The Story
Why it exists.
The beginning
The name itself carries weight. In woodworking, a kote is a protective finish applied to raw timber, something that preserves while transforming. That idea of preserving and elevating the natural character of wood sits at the heart of this fragrance. There's a quiet confidence to the composition, a sense of taking something raw and bringing it to a state of refined beauty without losing what made it interesting in the first place. The interplay between warmth and clarity defines the scent, inviting wearers to discover how it settles and evolves on the skin. Kote was the result.

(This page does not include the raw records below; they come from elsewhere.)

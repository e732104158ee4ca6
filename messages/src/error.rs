use thiserror::Error;
use votechain_crypto::CryptoError;

#[derive(Debug, Error)]
pub enum MessageError {
    #[error("json error: {0}")]
    Json(#[from] serde_json::Error),

    #[error("crypto error: {0}")]
    Crypto(#[from] CryptoError),

    #[error("unknown message type {0:?}")]
    UnknownMessage(String),

    #[error("signature does not match sender")]
    BadSignature,
}
//! Node configuration with TOML file support.

use std::path::{Path, PathBuf};

use serde::{Deserialize, Serialize};
use votechain_crypto::{Ed25519Signer, SigningAdapter};
use votechain_ledger::GenesisGrant;
use votechain_store::Party;
use votechain_types::{NodeType, ProtocolParams, PublicKey};

use crate::logging::LogFormat;
use crate::NodeError;

/// Configuration for a votechain node.
///
/// Every field has a default, so an empty file is a valid (if not very
/// useful) regular-node configuration.
#[derive(Clone, Debug, Serialize, Deserialize)]
#[serde(default)]
pub struct NodeConfig {
    pub role: NodeType,

    /// Address the peer listener binds to.
    pub listen_address: String,

    /// Node id announced to peers; the bound listen address when unset.
    pub advertise_address: Option<String>,

    /// Where a regular node dials the authority.
    pub authority_address: Option<String>,

    /// Hex public key of the authority. Forge requests must be signed by it.
    /// An authority may leave it unset; its own key is used.
    pub authority_public_key: Option<PublicKey>,

    /// Hex 32-byte ed25519 seed of this node's wallet.
    pub key_seed: Option<String>,

    /// Ledger storage directory.
    pub data_dir: PathBuf,

    /// Seconds between forging rounds (authority only).
    pub forge_interval_secs: u64,

    /// Outbound messages queued per connection before new ones are dropped.
    pub outbound_queue_capacity: usize,

    /// Registered peers needed before the authority starts a round.
    pub min_peers_for_round: usize,

    pub rpc_enabled: bool,
    pub rpc_address: String,

    pub log_format: LogFormat,
    pub log_level: String,

    pub params: ProtocolParams,

    /// Initial distribution and ballot parties (authority only).
    pub genesis: GenesisConfig,
}

#[derive(Clone, Debug, Default, Serialize, Deserialize)]
#[serde(default)]
pub struct GenesisConfig {
    pub grants: Vec<GenesisGrant>,
    pub parties: Vec<Party>,
}

impl Default for NodeConfig {
    fn default() -> Self {
        Self {
            role: NodeType::Regular,
            listen_address: "0.0.0.0:7100".to_string(),
            advertise_address: None,
            authority_address: None,
            authority_public_key: None,
            key_seed: None,
            data_dir: PathBuf::from("./votechain_data"),
            forge_interval_secs: 30,
            outbound_queue_capacity: 5,
            min_peers_for_round: 2,
            rpc_enabled: false,
            rpc_address: "127.0.0.1:7101".to_string(),
            log_format: LogFormat::Human,
            log_level: "info".to_string(),
            params: ProtocolParams::default(),
            genesis: GenesisConfig::default(),
        }
    }
}

impl NodeConfig {
    pub fn from_toml_file(path: &Path) -> Result<Self, NodeError> {
        let content = std::fs::read_to_string(path)
            .map_err(|e| NodeError::Config(format!("{}: {e}", path.display())))?;
        Self::from_toml_str(&content)
    }

    pub fn from_toml_str(s: &str) -> Result<Self, NodeError> {
        toml::from_str(s).map_err(|e| NodeError::Config(e.to_string()))
    }

    pub fn to_toml_string(&self) -> Result<String, NodeError> {
        toml::to_string_pretty(self).map_err(|e| NodeError::Config(e.to_string()))
    }

    pub fn is_authority(&self) -> bool {
        self.role == NodeType::Authority
    }

    /// The wallet signer built from `key_seed`.
    pub fn signer(&self) -> Result<Ed25519Signer, NodeError> {
        let seed = self
            .key_seed
            .as_deref()
            .ok_or_else(|| NodeError::Config("key_seed is required".into()))?;
        let bytes = hex::decode(seed.trim())
            .map_err(|e| NodeError::Config(format!("key_seed is not hex: {e}")))?;
        let seed: [u8; 32] = bytes
            .try_into()
            .map_err(|_| NodeError::Config("key_seed must be 32 bytes".into()))?;
        Ok(Ed25519Signer::from_seed(&seed))
    }

    /// The authority's public key, given this node's own signer.
    pub fn authority_key(&self, signer: &dyn SigningAdapter) -> Result<PublicKey, NodeError> {
        match (self.authority_public_key, self.is_authority()) {
            (Some(key), true) if key != signer.public_key() => Err(NodeError::Config(
                "authority_public_key does not match key_seed".into(),
            )),
            (Some(key), _) => Ok(key),
            (None, true) => Ok(signer.public_key()),
            (None, false) => Err(NodeError::Config(
                "authority_public_key is required for a regular node".into(),
            )),
        }
    }

    /// Check role-specific requirements.
    pub fn validate(&self) -> Result<(), NodeError> {
        let signer = self.signer()?;
        self.authority_key(&signer)?;
        if self.outbound_queue_capacity == 0 {
            return Err(NodeError::Config("outbound_queue_capacity must be > 0".into()));
        }
        if self.is_authority() {
            if self.forge_interval_secs == 0 {
                return Err(NodeError::Config("forge_interval_secs must be > 0".into()));
            }
        } else if self.authority_address.is_none() {
            return Err(NodeError::Config(
                "authority_address is required for a regular node".into(),
            ));
        }
        Ok(())
    }
}

#[cfg(test)]
mod tests {
    use super::*;
    use votechain_types::AddressHash;

    const SEED: &str = "0101010101010101010101010101010101010101010101010101010101010101";

    #[test]
    fn empty_toml_uses_defaults() {
        let config = NodeConfig::from_toml_str("").unwrap();
        assert_eq!(config.role, NodeType::Regular);
        assert_eq!(config.forge_interval_secs, 30);
        assert_eq!(config.outbound_queue_capacity, 5);
        assert_eq!(config.min_peers_for_round, 2);
        assert_eq!(config.params, ProtocolParams::default());
        assert_eq!(config.log_format, LogFormat::Human);
    }

    #[test]
    fn authority_file_with_genesis() {
        let address = AddressHash::new([0x11; 32]);
        let toml = format!(
            r#"
            role = "authority"
            key_seed = "{SEED}"
            forge_interval_secs = 5
            log_format = "json"

            [params]
            min_bond = 2

            [[genesis.grants]]
            address = "{address}"
            value = 10

            [[genesis.parties]]
            name = "Green"
            address = "{address}"
            "#
        );
        let config = NodeConfig::from_toml_str(&toml).unwrap();
        assert!(config.is_authority());
        assert_eq!(config.params.min_bond, 2);
        assert_eq!(config.params.vote_value, 1);
        assert_eq!(config.genesis.grants[0].value, 10);
        assert_eq!(config.genesis.parties[0].name, "Green");
        config.validate().unwrap();

        let signer = config.signer().unwrap();
        assert_eq!(config.authority_key(&signer).unwrap(), signer.public_key());
    }

    #[test]
    fn regular_node_needs_the_authority() {
        let mut config = NodeConfig {
            key_seed: Some(SEED.into()),
            ..NodeConfig::default()
        };
        assert!(matches!(config.validate(), Err(NodeError::Config(_))));

        config.authority_public_key = Some(Ed25519Signer::from_seed(&[2; 32]).public_key());
        config.authority_address = Some("127.0.0.1:7100".into());
        config.validate().unwrap();
    }

    #[test]
    fn bad_seed_is_a_config_error() {
        let config = NodeConfig {
            key_seed: Some("abcd".into()),
            ..NodeConfig::default()
        };
        assert!(matches!(config.signer(), Err(NodeError::Config(_))));
    }

    #[test]
    fn toml_roundtrip_keeps_role() {
        let config = NodeConfig {
            role: NodeType::Authority,
            key_seed: Some(SEED.into()),
            ..NodeConfig::default()
        };
        let parsed = NodeConfig::from_toml_str(&config.to_toml_string().unwrap()).unwrap();
        assert!(parsed.is_authority());
        assert_eq!(parsed.key_seed.as_deref(), Some(SEED));
    }

    #[test]
    fn missing_file_returns_config_error() {
        let result = NodeConfig::from_toml_file(Path::new("/nonexistent/votechain.toml"));
        assert!(matches!(result, Err(NodeError::Config(_))));
    }
}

What makes Kote unusual is the way clementine and teakwood coexist without either overwhelming. The citrus doesn't compete with the wood, it sits on top, bright and sharp, while the teakwood does its slow work underneath. Tobacco bridges the two, adding a dry, cured quality that keeps everything grounded. Four notes. No filler. The composition holds together because every element earns its place. Lobb has described each Slumberhouse fragrance as a snapshot of a specific moment, for Kote, that moment is late afternoon light on a sun-warmed deck, the air carrying the faint sweetness of citrus and the quiet warmth of cured leaves.
The evolution
The opening hits fast: clementine bright and immediate, pine providing a subtle evergreen lift underneath. The citrus doesn't tease, it arrives confident, almost sharp. Within minutes, teakwood enters the conversation, giving the composition structure. The clementine doesn't disappear but changes character, becoming less fresh fruit and more citrus baked into warm wood. The tobacco follows, not smoky but dried, cured, the smell of leaves left too long in the sun. By the first hour, teakwood dominates. The drydown is warm, close, intimate. As the fragrance settles, it becomes a skin scent rather than a room-filler, the kind of fragrance that requires someone to lean in. The next day, faint traces of warm wood remain, the tobacco dried into something soft and animal-adjacent.
Cultural impact
Kote was discontinued after its initial run, which has made it harder to find as the Slumberhouse catalog has grown. It sits alongside Ore and Baque as one of the house's earlier explorations, a collector's piece for those drawn to the idea of a fragrance as a specific moment captured in liquid form. The scent itself rewards patience. It opens with a confident brightness before settling into something warmer and more intimate, the kind of fragrance that asks to be discovered up close.